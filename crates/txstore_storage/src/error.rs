//! Error types for storage operations.

use std::io;
use thiserror::Error;

/// Result type for storage operations.
pub type StorageResult<T> = Result<T, StorageError>;

/// Errors that can occur during storage operations.
#[derive(Debug, Error)]
pub enum StorageError {
    /// An I/O error occurred.
    #[error("I/O error: {0}")]
    Io(#[from] io::Error),

    /// The path does not exist in the store.
    #[error("path not found: {path}")]
    NotFound {
        /// The missing path.
        path: String,
    },

    /// The path is malformed or escapes the store root.
    #[error("invalid path {path:?}: {reason}")]
    InvalidPath {
        /// The rejected path.
        path: String,
        /// Why the path was rejected.
        reason: &'static str,
    },

    /// The target of a move already exists.
    #[error("target already exists: {path}")]
    AlreadyExists {
        /// The occupied path.
        path: String,
    },
}

impl StorageError {
    /// Creates a not-found error.
    pub fn not_found(path: impl Into<String>) -> Self {
        Self::NotFound { path: path.into() }
    }

    /// Returns true if this error means the path was absent.
    #[must_use]
    pub fn is_not_found(&self) -> bool {
        match self {
            Self::NotFound { .. } => true,
            Self::Io(e) => e.kind() == io::ErrorKind::NotFound,
            _ => false,
        }
    }
}
//! txstore CLI
//!
//! Operator tools for staged-file blob directories.
//!
//! # Commands
//!
//! - `inspect` - List every object's files with sizes and digests
//! - `verify` - Report objects left split by an interrupted commit
//! - `repair` - Complete interrupted rotations and drop orphaned staged files
//!   when asked to
//!
//! The tools assume no transaction is using the directory while they run.

mod commands;

use clap::{Parser, Subcommand};
use commands::Target;
use std::num::NonZeroU32;
use std::path::PathBuf;
use std::process::ExitCode;
use tracing_subscriber::EnvFilter;
use txstore_core::repair::RepairPolicy;

/// txstore command-line tools.
#[derive(Parser)]
#[command(name = "txstore")]
#[command(author, version, about, long_about = None)]
struct Cli {
    /// Path of the file store root directory
    #[arg(global = true, short, long)]
    path: Option<PathBuf>,

    /// Object type to work on
    #[arg(global = true, short = 't', long = "type")]
    object_type: Option<String>,

    /// Layout root inside the file store
    #[arg(global = true, short, long, default_value = "")]
    root: String,

    /// Number of bucket subdirectories of the layout
    #[arg(global = true, short, long)]
    sub_dirs: Option<NonZeroU32>,

    /// Enable verbose output
    #[arg(global = true, short, long)]
    verbose: bool,

    #[command(subcommand)]
    command: Commands,
}

#[derive(Subcommand)]
enum Commands {
    /// List objects and their files
    Inspect {
        /// Compute SHA-256 digests of every file
        #[arg(short, long)]
        digests: bool,

        /// Output format (text, json)
        #[arg(short, long, default_value = "text")]
        format: String,
    },

    /// Check that every object is in a committed state
    Verify {
        /// Output format (text, json)
        #[arg(short, long, default_value = "text")]
        format: String,
    },

    /// Fix objects left split by an interrupted commit
    Repair {
        /// Promote the staged content of interrupted rotations
        #[arg(long)]
        promote_interrupted: bool,

        /// Also remove staged files that cannot be promoted
        #[arg(long)]
        discard_orphans: bool,

        /// Dry run - show what would be done
        #[arg(short, long)]
        dry_run: bool,

        /// Output format (text, json)
        #[arg(short, long, default_value = "text")]
        format: String,
    },

    /// Show version information
    Version,
}

impl Cli {
    fn target(&self) -> Result<Target, Box<dyn std::error::Error>> {
        let path = self.path.clone().ok_or("Store path required (--path)")?;
        let object_type = self
            .object_type
            .clone()
            .ok_or("Object type required (--type)")?;
        Target::open(&path, &object_type, &self.root, self.sub_dirs)
    }
}

fn main() -> ExitCode {
    let cli = Cli::parse();

    // Initialize logging
    let filter = if cli.verbose {
        EnvFilter::new("debug")
    } else {
        EnvFilter::new("info")
    };
    tracing_subscriber::fmt()
        .with_env_filter(filter)
        .with_writer(std::io::stderr)
        .init();

    match run(&cli) {
        Ok(code) => code,
        Err(e) => {
            eprintln!("error: {e}");
            ExitCode::from(2)
        }
    }
}

fn run(cli: &Cli) -> Result<ExitCode, Box<dyn std::error::Error>> {
    match &cli.command {
        Commands::Inspect { digests, format } => {
            commands::inspect::run(&cli.target()?, *digests, format)?;
        }
        Commands::Verify { format } => {
            if !commands::verify::run(&cli.target()?, format)? {
                return Ok(ExitCode::FAILURE);
            }
        }
        Commands::Repair {
            promote_interrupted,
            discard_orphans,
            dry_run,
            format,
        } => {
            let policy = RepairPolicy::new()
                .promote_interrupted(*promote_interrupted)
                .discard_orphans(*discard_orphans)
                .dry_run(*dry_run);
            commands::repair::run(&cli.target()?, &policy, format)?;
        }
        Commands::Version => {
            println!("txstore CLI v{}", env!("CARGO_PKG_VERSION"));
        }
    }
    Ok(ExitCode::SUCCESS)
}

#[cfg(test)]
mod tests {
    use super::*;

    #[test]
    fn zero_sub_dirs_is_rejected() {
        assert!(Cli::try_parse_from(["txstore", "--sub-dirs", "0", "version"]).is_err());

        let cli = Cli::try_parse_from(["txstore", "--sub-dirs", "16", "version"]).unwrap();
        assert_eq!(cli.sub_dirs.map(NonZeroU32::get), Some(16));
    }

    #[test]
    fn repair_flags_default_to_off() {
        let cli = Cli::try_parse_from(["txstore", "repair"]).unwrap();
        assert!(matches!(
            cli.command,
            Commands::Repair {
                promote_interrupted: false,
                discard_orphans: false,
                dry_run: false,
                ..
            }
        ));

        let cli = Cli::try_parse_from(["txstore", "repair", "--promote-interrupted"]).unwrap();
        assert!(matches!(
            cli.command,
            Commands::Repair {
                promote_interrupted: true,
                ..
            }
        ));
    }
}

+ + + +

◆ **TASK TO CARRY OUT**: All lines in the records that contain "rotations" are to be copied and returned.

◆ **RESPONSE AREA**:
//! - `repair` - Complete interrupted rotations and drop orphaned staged files
        /// Promote the staged content of interrupted rotations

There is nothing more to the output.